I know this sounds very simple but it worked well for me.

Stay *VERY hydrated (lots of water for your muscles to function properly)* + a *Multi-vitamin *+* ZINC (for muscle growth and recovery)* + *Exorcise/Stretch your Gluteal muscles*.

Some exorcises that worked for me:

http://www.leanitup....13/09/jghjf.png

http://www.leanitup....9/htyutyurt.png

ORIGINAL SOURCE: http://www.ibsgroup.org/forums/topic/260849-leaky-gas-anismus-plz-help/?hl=%2Bcured+%2Bleaky+%2Bgas#entry1157777

http://www.ibsgroup.org/forums/topic/258729-i-smell-so-bad-that-the-whole-block-could-smell-me/#entry1157785


----------



## oceanblue141 (Apr 14, 2012)

It seems relaxing the gluteal muscles is the only solution for leaky gas. When i was on antidepressant and levosulpiride i was free of leaky gas, when i have taken physiotherapy sessions(Electrotherapy and ultrasound on buttocks) for a month - i found max relief from LG.

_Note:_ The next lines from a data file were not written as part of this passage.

//! Shared helpers for building synthetic build outputs and chains.

#![allow(dead_code)]

use alloy_primitives::{hex, Address, U256};
use bytecode_verify::{
    artifacts::{library_placeholder, ArtifactRepository},
    chain::PROXY_ADMIN_SLOT,
    MemoryChain,
};
use serde_json::{json, Value};
use std::{fs, path::Path};
use tempfile::TempDir;

pub const FOO: Address = Address::with_last_byte(0xaa);
pub const BAR: Address = Address::with_last_byte(0xbb);
pub const PROXY: Address = Address::with_last_byte(0xcc);
pub const GOVERNANCE: Address = Address::with_last_byte(0x90);

/// Trailer solc 0.5.13 appends, `seed` stands in for the swarm hash.
pub fn bzzr1_trailer(seed: u8) -> String {
    let mut trailer = vec![0xa2, 0x65];
    trailer.extend_from_slice(b"bzzr1");
    trailer.extend_from_slice(&[0x58, 0x20]);
    trailer.extend_from_slice(&[seed; 32]);
    trailer.push(0x64);
    trailer.extend_from_slice(b"solc");
    trailer.extend_from_slice(&[0x43, 0x00, 0x05, 0x0d, 0x00, 0x32]);
    hex::encode(trailer)
}

/// Trailer solc 0.8 appends.
pub fn ipfs_trailer(seed: u8) -> String {
    let mut trailer = vec![0xa2, 0x64];
    trailer.extend_from_slice(b"ipfs");
    trailer.extend_from_slice(&[0x58, 0x22]);
    trailer.extend_from_slice(&[seed; 34]);
    trailer.push(0x64);
    trailer.extend_from_slice(b"solc");
    trailer.extend_from_slice(&[0x43, 0x00, 0x08, 0x13, 0x00, 0x33]);
    hex::encode(trailer)
}

/// A 0.5.13 artifact with the given runtime code and link references.
pub fn artifact(deployed: &str, link_references: Value) -> Value {
    json!({
        "abi": [],
        "bytecode": { "object": "0x6080604052", "linkReferences": {} },
        "deployedBytecode": { "object": deployed, "linkReferences": link_references },
        "metadata": { "compiler": { "version": "0.5.13+commit.5b0b510c" }, "sources": {} }
    })
}

/// Adds an `initialize(address,uint256)` function to the ABI of `artifact`.
pub fn with_initializer(mut artifact: Value) -> Value {
    artifact["abi"] = json!([{
        "type": "function",
        "name": "initialize",
        "stateMutability": "nonpayable",
        "inputs": [
            { "name": "registryAddress", "type": "address" },
            { "name": "limit", "type": "uint256" }
        ],
        "outputs": []
    }]);
    artifact
}

/// Runtime code of a library as compiled: call protection pushing the zero address.
pub fn compiled_library(body: &str, trailer: &str) -> String {
    format!("0x73{}{body}{trailer}", "00".repeat(20))
}

/// Runtime code of a library as deployed at `address`.
pub fn deployed_library(address: Address, body: &str, trailer: &str) -> Vec<u8> {
    hex::decode(format!("73{}{body}{trailer}", hex::encode(address))).unwrap()
}

pub fn link_reference(source: &str, library: &str, starts: &[u32]) -> Value {
    let offsets: Vec<Value> = starts.iter().map(|start| json!({ "start": start, "length": 20 })).collect();
    json!({ source: { library: offsets } })
}

pub fn placeholder(source: &str, library: &str) -> String {
    library_placeholder(source, library)
}

pub fn code(hex_code: &str) -> Vec<u8> {
    hex::decode(hex_code).unwrap()
}

/// A temporary forge style build output directory.
pub struct BuildDir {
    dir: TempDir,
}

impl BuildDir {
    pub fn new() -> Self {
        Self { dir: tempfile::tempdir().unwrap() }
    }

    pub fn path(&self) -> &Path {
        self.dir.path()
    }

    /// Writes `<source>/<name>.json`, e.g. `Foo.sol/Foo.json`.
    pub fn write(&self, source: &str, name: &str, artifact: Value) -> &Self {
        let path = self.path().join(source).join(format!("{name}.json"));
        fs::create_dir_all(path.parent().unwrap()).unwrap();
        fs::write(path, serde_json::to_string_pretty(&artifact).unwrap()).unwrap();
        self
    }

    pub fn repository(&self) -> ArtifactRepository {
        ArtifactRepository::load([self.path()]).unwrap()
    }
}

/// A freshly deployed proxy owned by governance, nothing else in its storage.
pub fn pure_proxy(chain: &mut MemoryChain, proxy: Address, code: Vec<u8>) {
    chain
        .register("Governance", GOVERNANCE)
        .set_code(proxy, code)
        .set_storage(proxy, PROXY_ADMIN_SLOT, U256::from_be_slice(GOVERNANCE.as_slice()));
}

The above solution seems very apt. If we all try stretching our gluteal, hamstrings, quads, groin muscles daily and keep sharing the progress whether we are doing it right or not we can come to a conclusion very soon. HYDRATION is also equally important, download hydrotherapy app on mobile, which will give you timely reminders to drink water. I always drink very less amount of water and i have a dry mouth. Our body and muscles needs water to relax. What say guys?


----------



## InvestigatorLG (Feb 23, 2016)

Hello Oceanblue141,

I know you've been posting since a long time here, I supose you have already done an defecogram xray? If yes, did you have an intussuception or prolapse, mild or anything?


----------



## oceanblue141 (Apr 14, 2012)

Colonoscopy (2013) = No problem detected

MR Defecography (2013) = mild intra rectal mucosal prolapse

Pelvic floor Dynamic MRI(2013) = Pelvic decent of 3.6 cms

Anorectal manometry(2013) = Normal

Endoscopy(2013): Antral erosions in stomach

*The colorectal surgeon said, this is insignificant...so not to worry and any surgery is not required.*

What i feel is this is due to stress, anxiety and tightness in glutes, adductors, quads, hamstring group of muscles. Why am i saying this is when i was on antidepressants(Escitalopram oxolate and Levosulpiride) LG was almost nil. Do check for trigger points in your inner thighs, if any part is painful?


----------



## mylifeisover (Jan 10, 2014)

oceanblue141 said:


> Colonoscopy (2013) = No problem detected
> 
> MR Defecography (2013) = mild intra rectal mucosal prolapse
> 
> ...


If you read my recent forum, depression decreases the hippocampus potential, so our autonomic nervous system (digestive system) is directly affected as a result, until reversed.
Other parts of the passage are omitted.